A presidência da Eace, hoje ocupada por Paula Martins, tem sido disputada dentro do governo. Segundo o Estadão apurou, o ministro de Comunicações, Juscelino Filho (União Brasil-MA), tenta indicar um nome de sua preferência.
78% das redes municipais pedem formação de professores
A cultura digital aparece como competência fundamental na Base Nacional Comum Curricular (BNCC), que dá as diretrizes sobre o que deve ser ensinado na escola, mas ainda é um desafio no País.
Pesquisa realizada pela Fundação Telefônica Vivo e pelo Cieb mostra que 84% das redes municipais de ensino não têm orçamento próprio para a área de tecnologia. Além disso, metade das que atendem estudantes de mais baixo nível socio econômico não dá formação aos professores sobre o assunto.
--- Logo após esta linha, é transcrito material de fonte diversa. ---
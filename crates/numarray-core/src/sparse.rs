//! Compressed sparse column matrices
//!
//! Only explicitly stored entries are kept; everything else is an implicit
//! zero. Storage follows the usual CSC layout:
//!
//! - `col_ptr` has `cols + 1` entries, starts at 0, never decreases, and ends
//!   at the number of stored entries
//! - `row_idx[k]` is the row of stored entry `k`; within a column rows are
//!   strictly ascending
//! - `data[k]` is the value of stored entry `k`
//!
//! Kernels that preserve a sparsity pattern build their result with
//! [`SparseMatrix::with_values`], reusing the pattern of an input.

use crate::dense::DenseMatrix;
use crate::error::{Error, Result};
use crate::numeric::Element;
use crate::types::Shape;
use num_complex::Complex64;

/// Immutable compressed-sparse-column matrix
///
/// # Examples
///
/// ```
/// use numarray_core::SparseMatrix;
///
/// // [[4, 0],
/// //  [0, 8]]
/// let s = SparseMatrix::new(vec![0, 1, 2], vec![0, 1], vec![4.0, 8.0], 2, 2).unwrap();
/// assert_eq!(s.get(1, 1), 8.0);
/// assert_eq!(s.get(0, 1), 0.0); // implicit zero
/// assert_eq!(s.nnz(), 2);
/// ```
#[derive(Clone, Debug, PartialEq)]
pub struct SparseMatrix<T: Element = f64> {
    col_ptr: Vec<usize>,
    row_idx: Vec<usize>,
    data: Vec<T>,
    rows: usize,
    cols: usize,
}

impl<T: Element> SparseMatrix<T> {
    /// Create a sparse matrix from CSC triples
    ///
    /// # Errors
    /// `InvalidArray` if any storage invariant is violated.
    pub fn new(
        col_ptr: Vec<usize>,
        row_idx: Vec<usize>,
        data: Vec<T>,
        rows: usize,
        cols: usize,
    ) -> Result<Self> {
        validate_pattern(&col_ptr, &row_idx, rows, cols)?;
        if data.len() != row_idx.len() {
            return Err(Error::length_mismatch(row_idx.len(), data.len(), "sparse data"));
        }
        Ok(Self {
            col_ptr,
            row_idx,
            data,
            rows,
            cols,
        })
    }

    /// Matrix with no stored entries
    ///
    /// # Panics
    /// If `cols + 1` column pointers cannot be allocated.
    pub fn zeros(rows: usize, cols: usize) -> Self {
        Self {
            col_ptr: vec![0; cols.saturating_add(1)],
            row_idx: Vec::new(),
            data: Vec::new(),
            rows,
            cols,
        }
    }

    /// Compress a dense matrix, storing only its nonzero elements
    pub fn from_dense(dense: &DenseMatrix<T>) -> Self {
        let rows = dense.rows();
        let cols = dense.cols();
        let mut col_ptr = Vec::with_capacity(cols + 1);
        let mut row_idx = Vec::new();
        let mut data = Vec::new();
        col_ptr.push(0);
        for c in 0..cols {
            for (r, &v) in dense.column(c).iter().enumerate() {
                if !v.is_zero() {
                    row_idx.push(r);
                    data.push(v);
                }
            }
            col_ptr.push(row_idx.len());
        }
        Self {
            col_ptr,
            row_idx,
            data,
            rows,
            cols,
        }
    }

    /// New matrix sharing this matrix's sparsity pattern with different values
    ///
    /// # Errors
    /// `InvalidArray` if `data.len() != self.nnz()`.
    pub fn with_values<U: Element>(&self, data: Vec<U>) -> Result<SparseMatrix<U>> {
        if data.len() != self.data.len() {
            return Err(Error::length_mismatch(self.data.len(), data.len(), "sparse data"));
        }
        Ok(SparseMatrix {
            col_ptr: self.col_ptr.clone(),
            row_idx: self.row_idx.clone(),
            data,
            rows: self.rows,
            cols: self.cols,
        })
    }

    /// Apply `f` to every stored value, keeping the pattern
    pub fn map_values<U: Element>(&self, f: impl Fn(T) -> U) -> SparseMatrix<U> {
        SparseMatrix {
            col_ptr: self.col_ptr.clone(),
            row_idx: self.row_idx.clone(),
            data: self.data.iter().map(|&x| f(x)).collect(),
            rows: self.rows,
            cols: self.cols,
        }
    }

    /// Zero-imaginary-padded complex copy with the same pattern
    pub fn to_complex(&self) -> SparseMatrix<Complex64> {
        self.map_values(Element::to_complex)
    }

    /// Expand to a dense matrix, filling implicit zeros
    ///
    /// # Errors
    /// `InvalidArray` if `rows × cols` overflows.
    pub fn to_dense(&self) -> Result<DenseMatrix<T>> {
        let len = self.shape().element_count("dense expansion")?;
        let mut data = vec![T::zero(); len];
        for (r, c, v) in self.iter() {
            data[c * self.rows + r] = v;
        }
        Ok(DenseMatrix::from_parts(data, self.rows, self.cols))
    }

    #[inline]
    pub fn rows(&self) -> usize {
        self.rows
    }

    #[inline]
    pub fn cols(&self) -> usize {
        self.cols
    }

    #[inline]
    pub fn shape(&self) -> Shape {
        Shape::new(self.rows, self.cols)
    }

    /// Number of stored entries
    #[inline]
    pub fn nnz(&self) -> usize {
        self.data.len()
    }

    #[inline]
    pub fn col_ptr(&self) -> &[usize] {
        &self.col_ptr
    }

    #[inline]
    pub fn row_idx(&self) -> &[usize] {
        &self.row_idx
    }

    #[inline]
    pub fn data(&self) -> &[T] {
        &self.data
    }

    /// Fraction of elements that are implicit zeros
    pub fn sparsity(&self) -> f64 {
        let n = self.rows as f64 * self.cols as f64;
        if n == 0.0 {
            0.0
        } else {
            1.0 - (self.nnz() as f64 / n)
        }
    }

    /// True if at least one element is an implicit zero
    pub fn has_implicit_zeros(&self) -> bool {
        // An element count beyond usize::MAX always exceeds nnz
        self.shape().len().map_or(true, |n| self.nnz() < n)
    }

    /// Row indices and values stored in column `col`
    ///
    /// # Panics
    /// If `col >= self.cols()`.
    pub fn column(&self, col: usize) -> (&[usize], &[T]) {
        let range = self.col_ptr[col]..self.col_ptr[col + 1];
        (&self.row_idx[range.clone()], &self.data[range])
    }

    /// Value at `(row, col)`; zero when not stored or out of bounds
    pub fn get(&self, row: usize, col: usize) -> T {
        if col >= self.cols {
            return T::zero();
        }
        // Binary search since rows are sorted within a column
        let (rows, values) = self.column(col);
        match rows.binary_search(&row) {
            Ok(pos) => values[pos],
            Err(_) => T::zero(),
        }
    }

    /// True if `(row, col)` is explicitly stored
    pub fn contains(&self, row: usize, col: usize) -> bool {
        col < self.cols && self.column(col).0.binary_search(&row).is_ok()
    }

    /// Iterate over stored `(row, col, value)` entries in column-major order
    pub fn iter(&self) -> impl Iterator<Item = (usize, usize, T)> + '_ {
        (0..self.cols).flat_map(move |c| {
            let (rows, values) = self.column(c);
            rows.iter().zip(values.iter()).map(move |(&r, &v)| (r, c, v))
        })
    }

    pub fn transpose(&self) -> Self {
        // Count entries per row of the input, which become columns of the output
        let mut col_ptr = vec![0usize; self.rows + 1];
        for &r in &self.row_idx {
            col_ptr[r + 1] += 1;
        }
        for i in 1..=self.rows {
            col_ptr[i] += col_ptr[i - 1];
        }

        let nnz = self.nnz();
        let mut row_idx = vec![0usize; nnz];
        let mut data = vec![T::zero(); nnz];
        let mut offset = col_ptr.clone();
        // Walking input columns in order keeps output rows ascending
        for (r, c, v) in self.iter() {
            let pos = offset[r];
            row_idx[pos] = c;
            data[pos] = v;
            offset[r] += 1;
        }

        Self {
            col_ptr,
            row_idx,
            data,
            rows: self.cols,
            cols: self.rows,
        }
    }
}

impl SparseMatrix<Complex64> {
    /// Create a complex sparse matrix from an interleaved `(re, im)` data buffer
    pub fn from_interleaved(
        col_ptr: Vec<usize>,
        row_idx: Vec<usize>,
        data: &[f64],
        rows: usize,
        cols: usize,
    ) -> Result<Self> {
        if data.len() != 2 * row_idx.len() {
            return Err(Error::length_mismatch(
                2 * row_idx.len(),
                data.len(),
                "interleaved sparse data",
            ));
        }
        let data = data
            .chunks_exact(2)
            .map(|pair| Complex64::new(pair[0], pair[1]))
            .collect();
        Self::new(col_ptr, row_idx, data, rows, cols)
    }

    /// Interleaved `(re, im)` view of the stored values
    pub fn as_interleaved(&self) -> &[f64] {
        bytemuck::cast_slice(&self.data)
    }
}

fn validate_pattern(col_ptr: &[usize], row_idx: &[usize], rows: usize, cols: usize) -> Result<()> {
    let expected = cols
        .checked_add(1)
        .ok_or_else(|| Error::invalid_array(format!("{cols} columns is too many")))?;
    if col_ptr.len() != expected {
        return Err(Error::length_mismatch(expected, col_ptr.len(), "column pointer"));
    }
    if col_ptr[0] != 0 {
        return Err(Error::invalid_array(format!(
            "Column pointer must start at 0, got {}",
            col_ptr[0]
        )));
    }
    if col_ptr[cols] != row_idx.len() {
        return Err(Error::invalid_array(format!(
            "Column pointer ends at {} but {} row indices were given",
            col_ptr[cols],
            row_idx.len()
        )));
    }
    for c in 0..cols {
        let (start, end) = (col_ptr[c], col_ptr[c + 1]);
        if end < start || end > row_idx.len() {
            return Err(Error::invalid_array(format!(
                "Column pointer is not monotonic at column {c}"
            )));
        }
        let column = &row_idx[start..end];
        if let Some(&r) = column.iter().find(|&&r| r >= rows) {
            return Err(Error::invalid_array(format!(
                "Row index {r} out of bounds for {rows} rows in column {c}"
            )));
        }
        if column.windows(2).any(|w| w[0] >= w[1]) {
            return Err(Error::invalid_array(format!(
                "Row indices in column {c} are not strictly ascending"
            )));
        }
    }
    Ok(())
}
Essa necessidade é explicitada na pesquisa por 78% das redes, quando questionadas sobre o que deveria ser prioridade nos próximos anos.
Em São Paulo, como revelou o Estadão, só 1.953 (39%) das 5,3 mil escolas estaduais têm wi-fi, computadores e outros equipamentos para atender a maioria das turmas. Na capital, litoral e interior há escolas estaduais cujas salas de aula não têm conexão com a internet ou a rede wi-fi é fraca e está disponível apenas em ambientes administrativos.
Em documento lançado em julho deste ano, a Unesco enfatizou a importância da formação de professores para o uso da tecnologia, as desigualdades na área e as chamadas digital skills. Segundo a entidade, 46% dos países – 80% na Europa e América do Norte – já identificaram o que seriam as habilidades digitais para alunos, e têm planos e estratégias para essa aprendizagem.
Para a Unesco, os sistemas de ensino devem capacitar as pessoas a usar as tecnologias digitais “com confiança para agregar valor às suas vidas pessoais e profissionais, para tratar o conteúdo de forma crítica, para se proteger de riscos e para agir com responsabilidade online para não prejudicar outros”.